* YOUR TASK:
Quote all of the entries word for word.

(Saved entries)
========

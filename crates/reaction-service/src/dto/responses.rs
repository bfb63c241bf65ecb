//! Response DTOs for API endpoints

use chrono::{DateTime, Utc};
use serde::Serialize;

use reaction_core::entities::{ReactedPublication, ReactorNames, Tally};
use reaction_core::value_objects::ObjectRef;

// ============================================================================
// Reaction Responses
// ============================================================================

/// Counts and reactor names of one content item
#[derive(Debug, Clone, Serialize)]
pub struct TallyResponse {
    pub object: ObjectRef,
    pub total: i64,
    pub counts: Tally,
    pub names: Vec<ReactorNames>,
}

impl TallyResponse {
    pub fn new(object: ObjectRef, counts: Tally, names: Vec<ReactorNames>) -> Self {
        Self {
            object,
            total: counts.total(),
            counts,
            names,
        }
    }
}

/// Ranked publications
#[derive(Debug, Clone, Serialize)]
pub struct MostReactedResponse {
    pub post_type: String,
    pub reaction_type: String,
    pub items: Vec<ReactedPublication>,
}

// ============================================================================
// Health Responses
// ============================================================================

/// Basic health check response
#[derive(Debug, Clone, Serialize)]
pub struct HealthResponse {
    pub status: String,
    pub timestamp: DateTime<Utc>,
}

impl HealthResponse {
    pub fn healthy() -> Self {
        Self {
            status: "healthy".to_string(),
            timestamp: Utc::now(),
        }
    }
}

/// Readiness check response
#[derive(Debug, Clone, Serialize)]
pub struct ReadinessResponse {
    pub status: String,
    pub timestamp: DateTime<Utc>,
    pub checks: HealthChecks,
}

/// Health check status for each dependency
#[derive(Debug, Clone, Serialize)]
pub struct HealthChecks {
    pub database: String,
    pub icons: String,
}

impl ReadinessResponse {
    pub fn ready(database_healthy: bool, icons_loaded: bool) -> Self {
        Self {
            // Icons never affect readiness
            status: if database_healthy { "ready" } else { "not_ready" }.to_string(),
            timestamp: Utc::now(),
            checks: HealthChecks {
                database: if database_healthy { "healthy" } else { "unhealthy" }.to_string(),
                icons: if icons_loaded { "loaded" } else { "empty" }.to_string(),
            },
        }
    }
}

========

* WRITTEN SOLUTION:
filename crates/reaction-service/src/dto/responses.rs
repository bfb63c241bf65ecb
//! Response DTOs for API endpoints

use chrono::{DateTime, Utc};
use serde::Serialize;

use reaction_core::entities::{ReactedPublication, ReactorNames, Tally};
use reaction_core::value_objects::ObjectRef;

// ============================================================================
// Reaction Responses
// ============================================================================

/// Counts and reactor names of one content item
#[derive(Debug, Clone, Serialize)]
pub struct TallyResponse {
    pub object: ObjectRef,
    pub total: i64,
    pub counts: Tally,
    pub names: Vec<ReactorNames>,
}

impl TallyResponse {
    pub fn new(object: ObjectRef, counts: Tally, names: Vec<ReactorNames>) -> Self {
        Self {
            object,
            total: counts.total(),
            counts,
            names,
        }
    }
}

/// Ranked publications
#[derive(Debug, Clone, Serialize)]
pub struct MostReactedResponse {
    pub post_type: String,
    pub reaction_type: String,
    pub items: Vec<ReactedPublication>,
}

// ============================================================================
// Health Responses
// ============================================================================

/// Basic health check response
#[derive(Debug, Clone, Serialize)]
pub struct HealthResponse {
    pub status: String,
    pub timestamp: DateTime<Utc>,
}

impl HealthResponse {
    pub fn healthy() -> Self {
        Self {
            status: "healthy".to_string(),
            timestamp: Utc::now(),
        }
    }
}

/// Readiness check response
#[derive(Debug, Clone, Serialize)]
pub struct ReadinessResponse {
    pub status: String,
    pub timestamp: DateTime<Utc>,
    pub checks: HealthChecks,
}

/// Health check status for each dependency
#[derive(Debug, Clone, Serialize)]
pub struct HealthChecks {
    pub database: String,
    pub icons: String,
}

impl ReadinessResponse {
    pub fn ready(database_healthy: bool, icons_loaded: bool) -> Self {
        Self {
            // Icons never affect readiness
            status: if database_healthy { "ready" } else { "not_ready" }.to_string(),
            timestamp: Utc::now(),
            checks: HealthChecks {
                database: if database_healthy { "healthy" } else { "unhealthy" }.to_string(),
                icons: if icons_loaded { "loaded" } else { "empty" }.to_string(),
            },
        }
    }
}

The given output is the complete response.